Halloween candy: bad for your child's health?

By Brandi Hodges - bio | email

JONESBORO, AR (KAIT) – This weekend is Halloween and whether you celebrate on Saturday or Sunday, you can expect something horrifying in your child's goody bags.  We're not talking razor blades in apples, but something even spookier!  Census reports show American's ate almost 24 pounds of candy each last yea and a lot of that happens on or around Halloween!

"Halloween in general for kids is a candy fest," said Dr. Shane Speights.

Kids go door to door getting it by the handfuls.

"It's one day out of the year that basically they get to loot up all the candy and start gorging themselves on it," said Speights.

But is all the candy the root of all evil when it comes to childhood obesity?

"Let's not blame childhood obesity on one day out of the year.  This is something that's happening everyday and it's not just due to Halloween," said Speights.

Doctors say we have changed what and how much we eat!
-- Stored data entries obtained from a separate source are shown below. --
//! Request authentication.
//!
//! Watson services accept either an IAM bearer token (obtained by trading
//! an API key at the IAM token endpoint), legacy basic credentials, or a
//! caller-managed bearer token. The IAM exchange is performed lazily and
//! the token is cached until shortly before it expires.

use base64::engine::general_purpose::STANDARD as BASE64;
use base64::Engine as _;
use chrono::{DateTime, Duration, Utc};
use reqwest::header::AUTHORIZATION;
use reqwest::Client;
use serde::{Deserialize, Serialize};
use tokio::sync::RwLock;

use crate::{Error, Result};

/// IAM token endpoint for the public IBM Cloud.
pub const DEFAULT_IAM_URL: &str = "https://iam.cloud.ibm.com/identity/token";

/// Tokens are refreshed this many seconds before their reported expiry.
const REFRESH_MARGIN_SECS: i64 = 60;

#[derive(Serialize)]
struct TokenRequest {
    grant_type: String,
    apikey: String,
}

#[derive(Deserialize)]
struct TokenResponse {
    access_token: String,
    #[serde(default = "default_expiry")]
    expires_in: i64,
}

fn default_expiry() -> i64 {
    3600
}

#[derive(Debug)]
struct CachedToken {
    token: String,
    expires_at: DateTime<Utc>,
}

/// IAM API-key authenticator with a cached bearer token.
#[derive(Debug)]
pub struct IamAuthenticator {
    apikey: String,
    url: String,
    token: RwLock<Option<CachedToken>>,
}

impl IamAuthenticator {
    pub fn new(apikey: impl Into<String>) -> Self {
        Self {
            apikey: apikey.into(),
            url: DEFAULT_IAM_URL.to_string(),
            token: RwLock::new(None),
        }
    }

    /// Override the IAM token endpoint, e.g. for a dedicated environment.
    pub fn with_url(mut self, url: impl Into<String>) -> Self {
        self.url = url.into();
        self
    }

    async fn bearer(&self, client: &Client) -> Result<String> {
        {
            let cached = self.token.read().await;
            if let Some(token) = cached.as_ref() {
                if token.expires_at > Utc::now() {
                    return Ok(token.token.clone());
                }
            }
        }

        let token_request = TokenRequest {
            grant_type: "urn:ibm:params:oauth:grant-type:apikey".to_string(),
            apikey: self.apikey.clone(),
        };

        let response = client
            .post(&self.url)
            .header("Content-Type", "application/x-www-form-urlencoded")
            .form(&token_request)
            .send()
            .await
            .map_err(|e| Error::Network(e.to_string()))?;

        if !response.status().is_success() {
            return Err(Error::Authentication(format!(
                "IAM token request failed: {}",
                response.status()
            )));
        }

        let token_response: TokenResponse = response
            .json()
            .await
            .map_err(|e| Error::Serialization(e.to_string()))?;

        let expires_at =
            Utc::now() + Duration::seconds(token_response.expires_in - REFRESH_MARGIN_SECS);
        let mut cached = self.token.write().await;
        *cached = Some(CachedToken {
            token: token_response.access_token.clone(),
            expires_at,
        });

        Ok(token_response.access_token)
    }
}

/// How requests to a service are authenticated.
#[derive(Debug)]
pub enum Authenticator {
    /// IAM API key, exchanged for a bearer token on demand.
    Iam(IamAuthenticator),
    /// Legacy username/password credentials.
    Basic { username: String, password: String },
    /// A bearer token managed by the caller.
    Bearer(String),
    /// No authentication, e.g. against a local mock.
    NoAuth,
}

impl Authenticator {
    pub fn iam_apikey(apikey: impl Into<String>) -> Self {
        Authenticator::Iam(IamAuthenticator::new(apikey))
    }

    pub fn basic(username: impl Into<String>, password: impl Into<String>) -> Self {
        Authenticator::Basic {
            username: username.into(),
            password: password.into(),
        }
    }

    pub fn bearer(token: impl Into<String>) -> Self {
        Authenticator::Bearer(token.into())
    }

    /// Attach the `Authorization` header for this scheme.
    pub async fn apply(
        &self,
        client: &Client,
        builder: reqwest::RequestBuilder,
    ) -> Result<reqwest::RequestBuilder> {
        match self {
            Authenticator::Iam(iam) => {
                let token = iam.bearer(client).await?;
                Ok(builder.header(AUTHORIZATION, format!("Bearer {}", token)))
            }
            Authenticator::Basic { username, password } => {
                let credentials = BASE64.encode(format!("{}:{}", username, password));
                Ok(builder.header(AUTHORIZATION, format!("Basic {}", credentials)))
            }
            Authenticator::Bearer(token) => {
                Ok(builder.header(AUTHORIZATION, format!("Bearer {}", token)))
            }
            Authenticator::NoAuth => Ok(builder),
        }
    }
}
"We are consuming more and more sugars and carbohydrates that are contributing to obesity, specifically childhood obesity," said Speights.

"Halloween should be the exception, but not the rule," said Dr. David Matthews.

As you're separating your child's candy on Halloween night one thing you need to be aware of is the calorie intake.  With different candy bar's hitting 100 to 200 calories, your child could consume about 1,000 calories in one sitting.  A lot of pediatricians see waiting rooms full of tummy aches the day after Halloween from too much candy!

"Probably should put a limit of about 4 or 5 pieces the night they came home.  Try to help them figure out how to spread it out and make it last," said Matthews.

"It's nice to go ahead and pace them.  Lets not let little Johnny go ahead and take all the snickers bars out and eat them all tonight," said Speights.

The other side of Halloween is fear to let children walk house to house and that could be contributing to the problem.

"They're in SUV's going from house to house and they don't even have to use any energy that night," said Matthews.

While Halloween alone isn't to blame, it is a blatant example of what we are eating on any given day.

"The chronic overuse of sweets and treats is costing us big time," said Matthews.

There are alternatives you can hand out on Halloween instead of high calorie treats.  If you want to give food you can give out pretzels, nuts, sugar free gum, granola bars, pre-packaged carrot sticks or other nutritious items.  You can also hand out non-food items like crayons, bubbles, pencils, or note pads.